Beitrag vom 27.05.2019
FAZ
Afrikanisches Freihandelsabkommen tritt in Kraft
Ziel ist ein gemeinsamer Markt mit doppelt so vielen Menschen wie in der EU / Größte Volkswirtschaft zögert
KAPSTADT, 26. Mai. Ein dünnbesiedelter Wüstenstaat ist es gewesen, der wohl eines der ehrgeizigsten Freihandelsvorhaben in der Geschichte in Gang setzte: Am 29. April ratifizierte die Demokratische Arabische Republik Sahara das Abkommen für einen panafrikanischen Freihandelsraum. Der Staat, in dem gerade einmal zwei Einwohner auf einem Quadratkilometer wohnen, hat diese historische Rolle allerdings eher zufällig bekommen. Er war die Nummer 22 unter den 55 Mitgliedern der Afrikanischen Union (AU). Somit war die vorgeschriebene Mindestzahl an Ratifikationen erreicht, und die Frist von 30 Tagen zum Inkrafttreten lief.
An diesem Donnerstag nun ist es so weit. Von einem „Meilenstein“ und einem „historischen Tag“ für Afrika ist die Rede. Seit dem Vertrag von Abuja im Jahr 1991 gibt es einen Fahrplan dafür, einen gemeinsamen afrikanischen Markt zu schaffen. Jetzt ist der Kontinent, der für Handels- und Logistikunternehmen nur schwer zu erschließen ist, dem Ziel einen Schritt näher gekommen. Nigers Präsident Mahamadou Issoufou fasste die Herkulesaufgabe zusammen: „Diese 84000 Kilometer langen Grenzen zwischen unseren Ländern sind 84000 Kilometer lange Handelsbarrieren.“
Verläuft alles nach dem Plan der AU und ihrer internationalen Unterstützer, wird ein Freihandelsraum mit 1,2 Milliarden Einwohnern – mehr als doppelt so viele wie in der EU – entstehen mit einer gemeinsamen Wirtschaftsleistung von 2,5 Billionen Dollar, also etwa einem Siebtel des EU-Bruttoinlandsprodukts. Nicht nur gemessen an der Bevölkerung und dem geographischen Ausmaß, sondern auch an der Diversität, wäre es das außergewöhnlichste Freihandelsgebiet auf der Welt. Seine Mitglieder würden vom industrialisierten Südafrika bis zum Krisenstaat Somalia reichen. Mittlerweile haben 52 afrikanische Regierungen das Abkommen unterschrieben, 23 haben es ratifiziert.

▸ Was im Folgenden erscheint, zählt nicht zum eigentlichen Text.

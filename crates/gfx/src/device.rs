use crate::{ClearMask, Feature, ShaderStage};
use vesta_common::{AttributeLayout, BindingTarget, ComponentType, DataUsage, DrawMode};

/// Opaque GPU buffer object.
#[derive(Debug, Clone, Copy, PartialEq, Eq, Hash, PartialOrd, Ord)]
pub struct BufferHandle(pub u32);

/// Opaque compiled shader object.
#[derive(Debug, Clone, Copy, PartialEq, Eq, Hash, PartialOrd, Ord)]
pub struct ShaderHandle(pub u32);

/// Opaque linked program.
#[derive(Debug, Clone, Copy, PartialEq, Eq, Hash, PartialOrd, Ord)]
pub struct ProgramHandle(pub u32);

/// Location of an active uniform inside a linked program.
#[derive(Debug, Clone, Copy, PartialEq, Eq, Hash, PartialOrd, Ord)]
pub struct UniformLocation(pub u32);

/// Low-level rendering backend, one method per driver entry point.
///
/// Implementations do no validation or caching of their own; that is the
/// job of [`crate::Context`]. Compile and link failures carry the driver's
/// info log as the error string.
pub trait GraphicsDevice {
    fn viewport(&mut self, x: i32, y: i32, width: u32, height: u32);
    fn clear_color(&mut self, r: f32, g: f32, b: f32, a: f32);
    fn clear(&mut self, mask: ClearMask);

    fn is_enabled(&self, feature: Feature) -> bool;
    fn enable(&mut self, feature: Feature);
    fn disable(&mut self, feature: Feature);

    fn compile_shader(&mut self, stage: ShaderStage, source: &str) -> Result<ShaderHandle, String>;
    fn link_program(
        &mut self,
        vertex: ShaderHandle,
        fragment: ShaderHandle,
    ) -> Result<ProgramHandle, String>;
    fn delete_shader(&mut self, shader: ShaderHandle);
    fn use_program(&mut self, program: Option<ProgramHandle>);
    /// Active vertex attributes of a linked program, in location order.
    fn active_attributes(&self, program: ProgramHandle) -> Vec<(String, u32)>;
    fn active_uniforms(&self, program: ProgramHandle) -> Vec<(String, UniformLocation)>;

    fn vertex_attrib_pointer(&mut self, location: u32, layout: &AttributeLayout);
    fn enable_vertex_attrib_array(&mut self, index: u32);
    fn disable_vertex_attrib_array(&mut self, index: u32);

    fn uniform_1i(&mut self, location: UniformLocation, value: i32);
    fn uniform_1f(&mut self, location: UniformLocation, value: f32);
    fn uniform_3f(&mut self, location: UniformLocation, value: [f32; 3]);
    fn uniform_4f(&mut self, location: UniformLocation, value: [f32; 4]);
    /// Column-major, never transposed.
    fn uniform_matrix4fv(&mut self, location: UniformLocation, value: &[f32; 16]);

    fn create_buffer(&mut self) -> BufferHandle;
    fn bind_buffer(&mut self, target: BindingTarget, buffer: Option<BufferHandle>);
    /// Upload into the buffer currently bound to `target`.
    fn buffer_data(&mut self, target: BindingTarget, data: &[u8], usage: DataUsage);

    fn draw_arrays(&mut self, mode: DrawMode, first: u32, count: u32);
    fn draw_elements(&mut self, mode: DrawMode, count: u32, index_type: ComponentType, offset: u32);
}
//! Math primitives: `Vector3`, `Vector4`, `Quaternion`, `Matrix4`.
//!
//! Pure `Copy` value types. Every operation returns a new value; nothing
//! mutates through shared references.
//!
//! # Invariants
//! - `Matrix4` is always fully initialized, column-major.
//! - Normalizing a zero-length vector yields the zero vector.
//! - Inverting a singular matrix is an error, never a silent result
//!   (`Matrix4::inverse_or_zero` exists for callers that want the sentinel).

mod matrix4;
mod quaternion;
mod vector3;
mod vector4;

pub use matrix4::Matrix4;
pub use quaternion::Quaternion;
pub use vector3::Vector3;
pub use vector4::Vector4;

/// Tolerance used by approximate comparisons.
pub const EPSILON: f32 = 1e-6;

/// Errors from fallible math operations.
#[derive(Debug, Clone, Copy, PartialEq, thiserror::Error)]
pub enum MathError {
    #[error("matrix is singular (determinant = {0})")]
    SingularMatrix(f32),
}

/// Convert degrees to radians.
#[inline]
pub fn deg_to_rad(degrees: f32) -> f32 {
    degrees.to_radians()
}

Ein verstärkter innerafrikanischer Handel werde die Wirtschaft auf dem Kontinent ankurbeln und Arbeitsplätze schaffen, sagte AU-Handelskommissar Albert Muchanga. Paradoxerweise fällt es afrikanischen Ländern leichter, mit Ländern außerhalb des Kontinents Handel zu treiben als untereinander. Nach Angaben der Gesellschaft für Internationale Zusammenarbeit machte der innerafrikanische Handel 2017 nur 17 Prozent des Gesamthandels aus. Zum Vergleich: In Asien liegt der Anteil des kontinentalen Handels bei rund 50, in Westeuropa bei fast 70 Prozent. Die Hälfte des Handels südlich der Sahara findet dabei zwischen fünf Ländern statt: Südafrika, Botswana, Lesotho, Namibia und Swasiland. Sie alle sind Mitglieder der Zollunion des Südlichen Afrika.

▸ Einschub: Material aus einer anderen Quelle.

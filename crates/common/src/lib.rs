//! Shared vocabulary of the vesta rendering core.
//!
//! Layout descriptors, GL-valued enums and buffer identifiers used by the
//! graphics context, the scene graph and the asset loader alike.
//!
//! # Invariants
//! - An `AttributeLayout` always has an item size in `1..=16`.
//! - Geometry never embeds vertex bytes; it addresses buffers by `BufferId`.

mod types;

pub use types::{
    AttributeLayout, BindingTarget, BufferId, ComponentType, DataUsage, DrawMode, LayoutError,
};

/// Something that can turn raw bytes into a GPU buffer addressed by id.
///
/// The renderer implements this; the asset loader uploads through it without
/// knowing which graphics backend sits underneath.
pub trait BufferAllocator {
    fn allocate_buffer(&mut self, target: BindingTarget, data: &[u8], usage: DataUsage)
    -> BufferId;
}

Auch wenn das Abkommen am Donnerstag mit großem Wirbel in Kraft tritt, sinkt dadurch kein einziger Zoll an diesem Tag. Normalerweise sind die Verhandlungen über ein Freihandelsabkommen weitgehend abgeschlossen, bevor es in Kraft tritt, erklärt der Kapstädter Handelsökonom Eckart Naumann der F.A.Z. In diesem Fall ist es umgekehrt. Wichtige Inhalte wie Zolltarife und die Ursprungsregeln sind noch unklar. „Erfahrungen aus der Vergangenheit zeigen, dass solche Verhandlungen komplex sind, lange dauern und oft der politische Wille zu Zugeständnissen fehlt.“ Frühere Vorstöße der Afrikanischen Union wie das Freihandelsabkommen TFTA (Tripartite Free Trade Area) sind bis heute nicht implementiert, obwohl daran weniger als halb so viele afrikanische Länder beteiligt sind.

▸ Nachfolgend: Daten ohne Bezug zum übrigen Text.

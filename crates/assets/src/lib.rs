//! Binary asset loading.
//!
//! An asset is a JSON root ([`Document`]) plus raw binary buffers and decoded
//! images. [`fetch_asset`] gathers those from an [`AssetSource`];
//! [`AccessorResolver`] turns accessors into typed attribute data and
//! [`Loader`] uploads that data through a [`BufferAllocator`] and builds
//! meshes, nodes and scenes into a [`SceneGraph`].
//!
//! # Invariants
//! - Accessors that address the same interleaved region share one
//!   [`InterleavedBuffer`] (`Arc` identity), never copies.
//! - A sparse overlay never writes into bytes another accessor can see; the
//!   base data is copied first when shared.
//! - Loading is synchronous once every buffer and image has been fetched.
//!
//! [`BufferAllocator`]: vesta_common::BufferAllocator
//! [`SceneGraph`]: vesta_scene::SceneGraph

mod accessor;
mod array;
mod document;
mod fetch;
mod loader;

pub use accessor::AccessorResolver;
pub use array::{AccessorData, BufferAttribute, ElementArray, InterleavedAttribute, InterleavedBuffer};
pub use document::{
    AccessorDef, AccessorType, BufferDef, BufferViewDef, Document, ImageDef, MaterialDef, MeshDef,
    NodeDef, PbrDef, PrimitiveDef, SceneDef, SparseDef, SparseIndicesDef, SparseValuesDef,
};
pub use fetch::{Asset, AssetSource, CancelToken, FileSource, fetch_asset};
pub use loader::{Loader, LoaderOptions};

use vesta_common::LayoutError;
use vesta_scene::SceneError;

/// Errors from fetching, resolving or loading an asset.
#[derive(Debug, thiserror::Error)]
pub enum AssetError {
    #[error("IO error: {0}")]
    Io(#[from] std::io::Error),
    #[error("JSON error: {0}")]
    Json(#[from] serde_json::Error),
    #[error("image decode error: {0}")]
    Image(#[from] image::ImageError),
    #[error("there is no `{0}` section")]
    MissingSection(&'static str),
    #[error("{section}[{index}] does not exist")]
    IndexOutOfRange { section: &'static str, index: usize },
    #[error("byte range {offset}..{end} exceeds the {available} available bytes")]
    OutOfBounds {
        offset: usize,
        end: usize,
        available: usize,
    },
    #[error("bufferView {view}: stride {stride} is not a multiple of {element_bytes}")]
    MisalignedStride {
        view: usize,
        stride: usize,
        element_bytes: usize,
    },
    #[error("accessor {accessor}: unsupported sparse overlay ({reason})")]
    UnsupportedSparse {
        accessor: usize,
        reason: &'static str,
    },
    #[error("{what} {value} does not fit a 32-bit attribute layout")]
    LayoutRange { what: &'static str, value: usize },
    #[error("accessor {0} is interleaved and cannot be used as indices")]
    InterleavedIndices(usize),
    #[error("unsupported buffer or image uri `{0}`")]
    UnsupportedUri(String),
    #[error("fetch task failed: {0}")]
    Task(String),
    #[error("asset load was cancelled")]
    Cancelled,
    #[error(transparent)]
    Layout(#[from] LayoutError),
    #[error(transparent)]
    Scene(#[from] SceneError),
}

Auch diesmal ziehen nicht alle an einem Strang. In der vergangenen Woche machte auf Twitter abermals eine Petition die Runde, um den nigerianischen Präsidenten Muhammadu Buhari zu einer Unterzeichnung zu drängen. Ausgerechnet die größte Volkswirtschaft in Afrika zögert. Der dortige Industrieverband befürchtet Nachteile für die erst entstehende Industrie, wenn sie sich insbesondere gegenüber dem weiter entwickelten Südafrika behaupten muss. Nigerias Wirtschaft hat im eigenen Land mit 190 Millionen Einwohnern schon einen riesigen Absatzmarkt. Nicht zuletzt der Unternehmer Aliko Dangote verdankt seinen Aufstieg zum reichsten Mann in Afrika einem gezielten Protektionismus.
Kleinere und ärmere Länder machen sich derweil ebenfalls Sorgen, mit Produkten aus reicheren Nationen überschwemmt zu werden. Abgesehen davon sind die Zolleinnahmen für sie eine wichtige Einnahmequelle.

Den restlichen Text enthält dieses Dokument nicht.